• TASK ITEM
From the records below, extract only the lines running from the line with "it is opaque." to the line with "value, or an", both lines included, reproducing them exactly.

+++ DATASET CONTENT +++

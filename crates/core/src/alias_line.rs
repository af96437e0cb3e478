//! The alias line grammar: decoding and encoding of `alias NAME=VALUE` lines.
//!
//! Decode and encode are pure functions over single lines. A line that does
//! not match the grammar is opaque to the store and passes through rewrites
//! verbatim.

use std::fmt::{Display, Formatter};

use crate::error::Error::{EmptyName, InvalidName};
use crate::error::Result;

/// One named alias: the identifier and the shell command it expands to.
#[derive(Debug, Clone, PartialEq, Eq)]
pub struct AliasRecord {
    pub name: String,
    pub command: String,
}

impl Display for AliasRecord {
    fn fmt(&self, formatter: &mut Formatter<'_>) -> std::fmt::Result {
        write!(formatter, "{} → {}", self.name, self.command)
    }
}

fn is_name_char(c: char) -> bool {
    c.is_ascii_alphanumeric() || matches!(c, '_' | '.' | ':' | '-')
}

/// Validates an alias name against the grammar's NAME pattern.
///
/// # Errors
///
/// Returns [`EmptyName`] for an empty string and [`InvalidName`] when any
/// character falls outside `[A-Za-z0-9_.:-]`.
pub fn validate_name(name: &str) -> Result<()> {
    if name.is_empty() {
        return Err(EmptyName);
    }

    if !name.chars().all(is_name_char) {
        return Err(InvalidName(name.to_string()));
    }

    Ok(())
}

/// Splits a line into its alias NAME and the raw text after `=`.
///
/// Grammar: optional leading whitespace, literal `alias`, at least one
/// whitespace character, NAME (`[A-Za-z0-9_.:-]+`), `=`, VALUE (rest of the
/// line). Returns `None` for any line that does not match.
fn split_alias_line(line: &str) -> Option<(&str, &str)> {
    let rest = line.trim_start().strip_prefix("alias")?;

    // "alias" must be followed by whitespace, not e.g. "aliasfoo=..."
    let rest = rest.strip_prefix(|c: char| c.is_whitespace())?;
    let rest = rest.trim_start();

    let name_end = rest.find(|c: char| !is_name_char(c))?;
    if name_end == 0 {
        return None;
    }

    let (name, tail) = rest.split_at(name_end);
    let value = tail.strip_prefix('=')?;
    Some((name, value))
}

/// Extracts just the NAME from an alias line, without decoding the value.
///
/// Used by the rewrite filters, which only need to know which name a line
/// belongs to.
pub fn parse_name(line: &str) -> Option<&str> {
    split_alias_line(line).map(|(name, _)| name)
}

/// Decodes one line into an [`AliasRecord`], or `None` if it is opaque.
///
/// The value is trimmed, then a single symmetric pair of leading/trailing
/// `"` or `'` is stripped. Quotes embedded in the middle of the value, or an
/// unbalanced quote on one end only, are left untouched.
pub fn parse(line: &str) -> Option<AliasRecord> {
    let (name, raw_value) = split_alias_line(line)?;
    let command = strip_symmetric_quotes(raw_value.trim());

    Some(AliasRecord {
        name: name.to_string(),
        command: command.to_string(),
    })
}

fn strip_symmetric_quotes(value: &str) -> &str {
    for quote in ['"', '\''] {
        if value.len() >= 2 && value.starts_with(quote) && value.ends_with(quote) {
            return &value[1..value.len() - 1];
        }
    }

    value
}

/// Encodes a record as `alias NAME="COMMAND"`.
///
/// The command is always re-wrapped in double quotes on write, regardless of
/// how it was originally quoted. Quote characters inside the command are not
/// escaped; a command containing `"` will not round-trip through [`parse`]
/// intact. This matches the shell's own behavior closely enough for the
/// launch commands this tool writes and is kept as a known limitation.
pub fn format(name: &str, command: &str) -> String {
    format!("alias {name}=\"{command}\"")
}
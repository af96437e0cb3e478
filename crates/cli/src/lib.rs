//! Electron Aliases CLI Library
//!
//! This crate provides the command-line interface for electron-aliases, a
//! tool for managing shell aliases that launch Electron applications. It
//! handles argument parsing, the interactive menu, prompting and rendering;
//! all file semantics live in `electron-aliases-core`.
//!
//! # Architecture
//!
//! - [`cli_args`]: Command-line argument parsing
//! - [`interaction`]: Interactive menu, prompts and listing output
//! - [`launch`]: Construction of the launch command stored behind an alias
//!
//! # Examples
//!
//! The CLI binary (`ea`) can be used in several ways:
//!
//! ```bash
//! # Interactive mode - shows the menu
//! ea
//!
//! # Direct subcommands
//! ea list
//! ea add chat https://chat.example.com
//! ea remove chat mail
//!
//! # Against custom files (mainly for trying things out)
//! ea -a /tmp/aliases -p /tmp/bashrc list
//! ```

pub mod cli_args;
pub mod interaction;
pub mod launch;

+++

• TASK RESPONSE
/// Decodes one line into an [`AliasRecord`], or `None` if it is opaque.
///
/// The value is trimmed, then a single symmetric pair of leading/trailing
/// `"` or `'` is stripped. Quotes embedded in the middle of the value, or an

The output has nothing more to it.